Olivier Nallet – Je voudrais te poser une question sur les infirmières : il est certain que cela va améliorer la qualité des soins, mais dans une période de crise des infirmières, cela ne va pas être forcément facile à appliquer dans tous les centres, avec un petit risque, peut-être, de temps en temps de réduction du nombre de lits. Je ne sais pas si c’est le risque…

Loïc Belle – Bien sûr, le contexte actuel n’est pas porteur à augmenter les ratios et à recruter des soignants, mais, en tout cas, c’est une reconnaissance de la charge en soins dans les unités critiques et de la qualité des soins dans ces unités-là. C’est un gold standard, après on aura les limites qu’on aura dans tous les domaines.

Olivier Nallet – C’est clairement un progrès.

La permanence des soins en cardiologie

Olivier Nallet – Maintenant il y a un autre point qui nous intéresse énormément, nous cardiologues, c’est la permanence des soins. J’aimerais que tu nous expliques ce que cela devient.

Loïc Belle – En 2002, il y avait une garde sur place de spécialité…. Là, il n’y en a plus. C’est-à-dire que maintenant, le minimum imposé pour la permanence des soins, c’est l’astreinte de cardiologie et, sur place, un médecin justifiant d’une formation ou d’une expérience en soins critiques... C’est toute la nuance. C’est-à-dire qu’il n’est pas question d’interne en quoi que ce soit – un cardiologue, au minimum, sera à la maison en astreinte et sur place il y aura un médecin spécialisé en soins critiques.

Olivier Nallet – D’accord, en sachant que dans le texte, ce n’est pas extrêmement précis sur le niveau de compétence et le niveau de formation… On imagine que ce sont des gens compétents, avec une exigence de formation en soins critiques pour pouvoir assumer une telle charge. Et puis le deuxième point qu’on avait discuté avec les réanimateurs, c’est qu’ils voient cela avec une certaine inquiétude – c’est-à-dire qu’ils pourront être amenés à gérer à la fois leur réanimation et une USIC finalement, avec un médecin qui sera de garde d’astreinte opérationnelle chez lui.

Loïc Belle – Oui, tout à fait. « Sur place, un médecin justifiant d’une formation ou d’une expérience en soins critiques sur site et un cardiologue d’astreinte. » Alors, cela ne doit pas nous empêcher, dans les plus gros centres, de défendre la garde sur place, car c’est une qualité des soins et une charge de travail importante dans des centres les plus importants, mais les centres qui sont plus fragiles, avec des effectifs qui ne permettent pas la garde sur place, c’est la possibilité de pouvoir fonctionner en astreinte.

 
Il faudra un médecin justifiant d’une formation ou d’une expérience en soins critiques sur site et un cardiologue d’astreinte.
 

Les leçons de la crise COVID-19

Olivier Nallet – Il y avait un élément qui est lié à la crise COVID, c’est la notion de flexibilité – alors c’est plus vrai pour les réanimateurs que pour nous, cardiologues.
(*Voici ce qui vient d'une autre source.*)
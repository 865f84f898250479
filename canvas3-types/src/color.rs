use bytemuck::{Pod, Zeroable};
use glam::Vec4;

/// A color packed into a single integer.
///
/// The layout is `(255 - a) << 24 | r << 16 | g << 8 | b`. Alpha is stored
/// inverted so that `0x00RRGGBB` values are fully opaque.
pub type PackedColor = i32;

/// Packed value meaning "no background". Decomposes to transparent white.
pub const TRANSPARENT_BACKGROUND: PackedColor = -1;

/// A single 8-bit-per-channel color, laid out the way pixel buffers store it.
#[derive(Debug, Default, Copy, Clone, PartialEq, Eq, Hash, Pod, Zeroable)]
#[repr(C)]
pub struct Rgba {
    pub r: u8,
    pub g: u8,
    pub b: u8,
    pub a: u8,
}

impl Rgba {
    pub const fn new(r: u8, g: u8, b: u8, a: u8) -> Self {
        Self { r, g, b, a }
    }

    pub const fn opaque(r: u8, g: u8, b: u8) -> Self {
        Self::new(r, g, b, 255)
    }

    /// Converts to normalized floating point components.
    pub fn to_vec4(self) -> Vec4 {
        Vec4::new(self.r as f32, self.g as f32, self.b as f32, self.a as f32) / 255.0
    }

    /// Packs this color into the integer representation used by the 2D driver.
    pub fn pack(self) -> PackedColor {
        find_rgb(self.r as i32, self.g as i32, self.b as i32, self.a as i32)
    }

    /// Inverse of [`Rgba::pack`].
    pub fn unpack(color: PackedColor) -> Self {
        let (r, g, b, a) = get_rgba(color);
        Self::new(r, g, b, a)
    }
}

fn channel(value: i32) -> u32 {
    value.clamp(0, 255) as u32
}

/// Packs the given components into a [`PackedColor`].
///
/// Components outside `0..=255` are clamped before packing.
pub fn find_rgb(r: i32, g: i32, b: i32, a: i32) -> PackedColor {
    let packed = ((255 - channel(a)) << 24) | (channel(r) << 16) | (channel(g) << 8) | channel(b);
    packed as PackedColor
}

/// Packs an opaque color.
pub fn find_rgb_opaque(r: i32, g: i32, b: i32) -> PackedColor {
    find_rgb(r, g, b, 255)
}

/// Unpacks the color components, discarding alpha.
pub fn get_rgb(color: PackedColor) -> (u8, u8, u8) {
    let (r, g, b, _) = get_rgba(color);
    (r, g, b)
}

/// Unpacks all four components of a [`PackedColor`].
pub fn get_rgba(color: PackedColor) -> (u8, u8, u8, u8) {
    let bits = color as u32;
    (
        (bits >> 16) as u8,
        (bits >> 8) as u8,
        bits as u8,
        255 - (bits >> 24) as u8,
    )
}

#[cfg(test)]
mod tests {
    use super::*;

    #[test]
    fn round_trip() {
        // Every channel over its whole range, with the others at the extremes.
        for value in 0..=255 {
            for other in [0, 255] {
                for (r, g, b, a) in [
                    (value, other, other, other),
                    (other, value, other, other),
                    (other, other, value, other),
                    (other, other, other, value),
                ] {
                    let packed = find_rgb(r, g, b, a);
                    assert_eq!(get_rgba(packed), (r as u8, g as u8, b as u8, a as u8));
                    assert_eq!(get_rgb(packed), (r as u8, g as u8, b as u8));
                }
            }
        }

        // All combinations on a grid that includes 0 and 255.
        let grid = || (0..=255).step_by(17);
        for r in grid() {
            for g in grid() {
                for b in grid() {
                    for a in grid() {
                        assert_eq!(get_rgba(find_rgb(r, g, b, a)), (r as u8, g as u8, b as u8, a as u8));
                    }
                }
            }
        }
    }

    #[test]
    fn opaque_black_is_zero() {
        assert_eq!(find_rgb(0, 0, 0, 255), 0);
        assert_eq!(find_rgb_opaque(0x12, 0x34, 0x56), 0x0012_3456);
    }

    #[test]
    fn out_of_range_components_clamp() {
        assert_eq!(find_rgb(300, -5, 128, 999), find_rgb(255, 0, 128, 255));
        assert_eq!(get_rgba(find_rgb(-1, 256, 0, -20)), (0, 255, 0, 0));
    }

    #[test]
    fn minus_one_is_transparent_white() {
        assert_eq!(get_rgba(TRANSPARENT_BACKGROUND), (255, 255, 255, 0));
        assert_eq!(get_rgb(TRANSPARENT_BACKGROUND), (255, 255, 255));
    }

    #[test]
    fn rgba_pack_matches_find_rgb() {
        let color = Rgba::new(10, 20, 30, 40);
        assert_eq!(color.pack(), find_rgb(10, 20, 30, 40));
        assert_eq!(Rgba::unpack(color.pack()), color);
    }
}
C’est-à-dire qu’on peut augmenter le nombre de lits ou les diminuer en fonction des saisons – ça c’est plus pour la Réa –, mais surtout en cas de crise sanitaire. Et puis il y a la notion de former des infirmières qui, en cas de crise exceptionnelle, pourraient participer à la gestion des soins critiques… Ce sont les leçons de la crise COVID.

Loïc Belle – Tout à fait. Je pense que tu as bien résumé la situation et ce décret devrait être en application à partir du mois de juin ou, en tout cas, avec une échéance de mise en conformité qui ne sera pas évidente à honorer, comme tu l’as expliqué, mais qui sera quand même pour nous une avancée, si ce n’est cette ambiguïté d’interprétation de cette permanence des soins.

Olivier Nallet – Merci, Loïc, pour tes explications et leur précision. C’est un texte intéressant qui est à la fois contraignant sur certains points, en particulier le PNM, mais qui donne une certaine liberté sur la permanence des soins.